→ Input:

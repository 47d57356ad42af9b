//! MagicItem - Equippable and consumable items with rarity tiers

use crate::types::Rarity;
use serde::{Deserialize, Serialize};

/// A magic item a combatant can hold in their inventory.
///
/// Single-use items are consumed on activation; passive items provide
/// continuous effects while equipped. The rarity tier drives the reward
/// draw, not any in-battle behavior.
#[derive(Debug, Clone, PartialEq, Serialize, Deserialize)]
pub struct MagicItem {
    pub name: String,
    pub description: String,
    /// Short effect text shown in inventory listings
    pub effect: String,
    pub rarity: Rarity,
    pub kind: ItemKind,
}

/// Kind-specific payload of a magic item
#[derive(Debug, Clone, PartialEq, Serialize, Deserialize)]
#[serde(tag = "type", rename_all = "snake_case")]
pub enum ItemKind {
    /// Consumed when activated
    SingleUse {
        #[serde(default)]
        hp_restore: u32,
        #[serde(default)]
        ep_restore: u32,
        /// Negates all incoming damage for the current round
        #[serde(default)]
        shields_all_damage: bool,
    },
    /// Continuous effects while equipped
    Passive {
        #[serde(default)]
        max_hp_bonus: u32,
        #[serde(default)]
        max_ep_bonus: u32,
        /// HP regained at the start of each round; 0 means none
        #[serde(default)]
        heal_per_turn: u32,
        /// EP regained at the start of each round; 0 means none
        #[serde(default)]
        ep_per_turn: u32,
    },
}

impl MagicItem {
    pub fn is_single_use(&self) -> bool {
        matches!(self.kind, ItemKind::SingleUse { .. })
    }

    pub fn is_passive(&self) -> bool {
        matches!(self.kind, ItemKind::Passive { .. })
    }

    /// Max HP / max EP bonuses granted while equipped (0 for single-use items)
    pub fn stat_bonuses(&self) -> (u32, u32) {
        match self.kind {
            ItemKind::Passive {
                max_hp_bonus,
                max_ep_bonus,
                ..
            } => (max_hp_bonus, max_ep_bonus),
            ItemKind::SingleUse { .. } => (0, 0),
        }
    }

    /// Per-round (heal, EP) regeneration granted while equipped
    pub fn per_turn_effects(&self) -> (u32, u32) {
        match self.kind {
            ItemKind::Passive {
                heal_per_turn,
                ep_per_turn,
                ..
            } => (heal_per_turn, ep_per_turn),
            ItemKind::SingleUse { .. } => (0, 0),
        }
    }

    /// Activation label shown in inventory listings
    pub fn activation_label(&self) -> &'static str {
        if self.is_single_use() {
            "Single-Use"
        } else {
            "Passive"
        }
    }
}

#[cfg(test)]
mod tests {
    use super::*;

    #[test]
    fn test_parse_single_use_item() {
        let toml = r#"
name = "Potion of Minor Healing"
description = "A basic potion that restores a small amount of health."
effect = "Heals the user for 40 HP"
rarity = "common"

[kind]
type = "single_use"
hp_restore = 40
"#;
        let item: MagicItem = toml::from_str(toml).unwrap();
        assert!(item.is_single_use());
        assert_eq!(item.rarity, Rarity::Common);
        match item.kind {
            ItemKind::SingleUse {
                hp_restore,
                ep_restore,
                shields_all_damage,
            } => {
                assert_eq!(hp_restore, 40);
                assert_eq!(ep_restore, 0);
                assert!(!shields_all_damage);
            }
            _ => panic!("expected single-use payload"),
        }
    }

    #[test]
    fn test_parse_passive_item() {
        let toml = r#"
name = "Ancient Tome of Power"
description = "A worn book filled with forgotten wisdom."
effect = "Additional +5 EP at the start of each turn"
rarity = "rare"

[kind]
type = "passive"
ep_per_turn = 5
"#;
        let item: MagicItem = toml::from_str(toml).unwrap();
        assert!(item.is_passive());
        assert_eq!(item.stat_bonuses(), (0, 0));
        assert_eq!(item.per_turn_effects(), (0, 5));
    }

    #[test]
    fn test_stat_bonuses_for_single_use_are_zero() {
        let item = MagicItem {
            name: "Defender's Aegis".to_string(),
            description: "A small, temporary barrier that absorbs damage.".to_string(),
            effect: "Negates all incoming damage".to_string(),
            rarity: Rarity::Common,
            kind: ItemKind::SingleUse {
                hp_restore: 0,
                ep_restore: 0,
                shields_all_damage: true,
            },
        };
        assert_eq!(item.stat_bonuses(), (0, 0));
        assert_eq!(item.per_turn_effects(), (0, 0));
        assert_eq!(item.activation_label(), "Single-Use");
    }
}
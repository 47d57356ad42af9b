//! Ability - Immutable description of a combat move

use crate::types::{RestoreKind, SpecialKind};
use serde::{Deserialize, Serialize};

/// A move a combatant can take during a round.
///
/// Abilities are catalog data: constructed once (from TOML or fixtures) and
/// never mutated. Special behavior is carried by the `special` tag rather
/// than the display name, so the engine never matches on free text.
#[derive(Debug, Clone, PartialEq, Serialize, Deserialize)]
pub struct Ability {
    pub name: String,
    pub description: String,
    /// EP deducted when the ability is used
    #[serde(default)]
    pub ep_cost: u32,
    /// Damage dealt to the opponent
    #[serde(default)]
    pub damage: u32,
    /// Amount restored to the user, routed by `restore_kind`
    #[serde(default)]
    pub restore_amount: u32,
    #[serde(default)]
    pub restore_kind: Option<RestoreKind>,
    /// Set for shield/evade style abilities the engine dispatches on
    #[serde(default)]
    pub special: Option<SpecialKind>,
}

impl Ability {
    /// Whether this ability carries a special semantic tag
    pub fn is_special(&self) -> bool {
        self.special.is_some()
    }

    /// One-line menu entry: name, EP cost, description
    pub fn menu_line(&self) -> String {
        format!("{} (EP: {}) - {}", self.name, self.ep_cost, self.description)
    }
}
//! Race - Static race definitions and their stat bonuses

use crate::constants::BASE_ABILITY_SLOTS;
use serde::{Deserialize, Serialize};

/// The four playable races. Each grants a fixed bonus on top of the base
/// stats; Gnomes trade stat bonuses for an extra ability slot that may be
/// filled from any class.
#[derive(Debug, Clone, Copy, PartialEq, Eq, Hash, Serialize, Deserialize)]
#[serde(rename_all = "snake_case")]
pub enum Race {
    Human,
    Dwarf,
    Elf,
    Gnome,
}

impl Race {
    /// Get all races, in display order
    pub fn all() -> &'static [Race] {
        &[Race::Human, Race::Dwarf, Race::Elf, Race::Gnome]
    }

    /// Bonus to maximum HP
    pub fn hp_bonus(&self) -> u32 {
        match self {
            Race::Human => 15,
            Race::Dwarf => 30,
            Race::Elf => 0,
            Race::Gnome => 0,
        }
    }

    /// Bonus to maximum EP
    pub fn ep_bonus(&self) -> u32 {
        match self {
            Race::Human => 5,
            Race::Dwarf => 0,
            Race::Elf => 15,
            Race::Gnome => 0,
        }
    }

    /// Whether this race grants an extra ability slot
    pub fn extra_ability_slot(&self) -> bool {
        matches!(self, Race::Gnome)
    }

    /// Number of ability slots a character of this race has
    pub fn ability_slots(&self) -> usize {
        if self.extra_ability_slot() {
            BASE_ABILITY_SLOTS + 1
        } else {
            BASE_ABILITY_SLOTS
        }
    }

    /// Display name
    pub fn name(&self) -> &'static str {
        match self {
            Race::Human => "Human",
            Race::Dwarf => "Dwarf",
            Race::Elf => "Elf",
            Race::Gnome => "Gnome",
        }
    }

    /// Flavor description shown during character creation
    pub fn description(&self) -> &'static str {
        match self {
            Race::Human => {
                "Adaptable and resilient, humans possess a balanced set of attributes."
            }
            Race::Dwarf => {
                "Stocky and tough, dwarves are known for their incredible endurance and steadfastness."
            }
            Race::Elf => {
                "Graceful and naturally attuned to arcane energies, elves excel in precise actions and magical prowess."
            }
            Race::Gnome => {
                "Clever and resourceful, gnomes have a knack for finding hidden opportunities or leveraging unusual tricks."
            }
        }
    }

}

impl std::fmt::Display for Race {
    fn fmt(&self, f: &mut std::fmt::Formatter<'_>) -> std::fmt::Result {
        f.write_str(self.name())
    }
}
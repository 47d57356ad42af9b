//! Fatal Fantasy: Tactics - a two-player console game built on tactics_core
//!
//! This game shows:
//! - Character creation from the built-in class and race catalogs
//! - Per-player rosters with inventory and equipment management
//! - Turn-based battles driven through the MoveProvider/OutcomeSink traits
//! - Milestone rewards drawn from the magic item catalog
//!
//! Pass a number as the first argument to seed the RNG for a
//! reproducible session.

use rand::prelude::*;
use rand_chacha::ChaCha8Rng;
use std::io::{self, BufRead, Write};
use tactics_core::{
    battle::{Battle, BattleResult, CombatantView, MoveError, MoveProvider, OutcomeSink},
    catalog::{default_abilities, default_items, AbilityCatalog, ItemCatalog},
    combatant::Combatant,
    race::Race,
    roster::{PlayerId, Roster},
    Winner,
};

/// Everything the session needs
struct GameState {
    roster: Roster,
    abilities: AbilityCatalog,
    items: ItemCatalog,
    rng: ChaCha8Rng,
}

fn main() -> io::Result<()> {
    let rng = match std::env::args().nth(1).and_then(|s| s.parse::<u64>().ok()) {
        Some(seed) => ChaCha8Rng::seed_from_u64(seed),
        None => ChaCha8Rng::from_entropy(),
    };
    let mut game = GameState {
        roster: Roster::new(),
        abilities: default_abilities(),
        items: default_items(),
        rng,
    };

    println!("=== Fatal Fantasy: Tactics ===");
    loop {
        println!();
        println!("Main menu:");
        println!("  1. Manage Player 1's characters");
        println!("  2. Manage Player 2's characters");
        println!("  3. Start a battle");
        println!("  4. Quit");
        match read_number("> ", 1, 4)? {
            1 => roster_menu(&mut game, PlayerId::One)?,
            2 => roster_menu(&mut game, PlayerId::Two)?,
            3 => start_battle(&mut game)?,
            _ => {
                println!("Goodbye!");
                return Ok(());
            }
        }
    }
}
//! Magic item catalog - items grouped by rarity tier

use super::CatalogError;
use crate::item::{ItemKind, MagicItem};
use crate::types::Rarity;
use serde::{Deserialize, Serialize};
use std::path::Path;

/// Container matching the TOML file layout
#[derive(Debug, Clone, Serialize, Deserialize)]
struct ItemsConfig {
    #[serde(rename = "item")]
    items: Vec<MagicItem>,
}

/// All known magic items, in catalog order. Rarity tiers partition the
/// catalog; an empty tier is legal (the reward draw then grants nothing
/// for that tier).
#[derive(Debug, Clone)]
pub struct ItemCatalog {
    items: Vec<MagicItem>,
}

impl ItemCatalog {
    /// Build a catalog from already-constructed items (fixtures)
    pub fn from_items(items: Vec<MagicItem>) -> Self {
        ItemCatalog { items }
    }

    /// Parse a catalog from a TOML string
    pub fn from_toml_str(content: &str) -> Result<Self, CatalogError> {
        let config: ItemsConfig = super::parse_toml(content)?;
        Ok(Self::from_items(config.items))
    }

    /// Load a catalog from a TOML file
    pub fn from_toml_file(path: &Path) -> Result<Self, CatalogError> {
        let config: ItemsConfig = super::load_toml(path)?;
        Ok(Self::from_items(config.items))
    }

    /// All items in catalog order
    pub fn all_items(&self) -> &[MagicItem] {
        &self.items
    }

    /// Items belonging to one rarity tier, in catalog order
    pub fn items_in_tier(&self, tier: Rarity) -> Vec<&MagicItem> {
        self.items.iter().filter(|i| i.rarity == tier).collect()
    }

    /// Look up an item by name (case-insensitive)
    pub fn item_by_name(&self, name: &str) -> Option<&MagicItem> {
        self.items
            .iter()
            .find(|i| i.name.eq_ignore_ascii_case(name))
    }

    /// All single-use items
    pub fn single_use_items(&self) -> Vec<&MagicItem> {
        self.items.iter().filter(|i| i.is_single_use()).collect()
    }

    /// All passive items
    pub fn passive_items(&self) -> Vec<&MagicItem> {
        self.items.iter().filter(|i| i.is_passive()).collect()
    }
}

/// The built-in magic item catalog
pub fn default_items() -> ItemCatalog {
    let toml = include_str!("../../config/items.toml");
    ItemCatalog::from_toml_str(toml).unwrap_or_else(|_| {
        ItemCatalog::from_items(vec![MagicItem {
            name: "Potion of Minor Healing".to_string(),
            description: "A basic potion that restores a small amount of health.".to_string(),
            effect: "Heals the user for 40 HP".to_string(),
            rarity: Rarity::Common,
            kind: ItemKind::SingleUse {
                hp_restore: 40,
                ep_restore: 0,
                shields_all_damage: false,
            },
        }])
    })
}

→ What is required: Go through the records above. Copy each line in which the string "Negates" appears.

→ Answer box:
        /// Negates all incoming damage for the current round
            effect: "Negates all incoming damage".to_string(),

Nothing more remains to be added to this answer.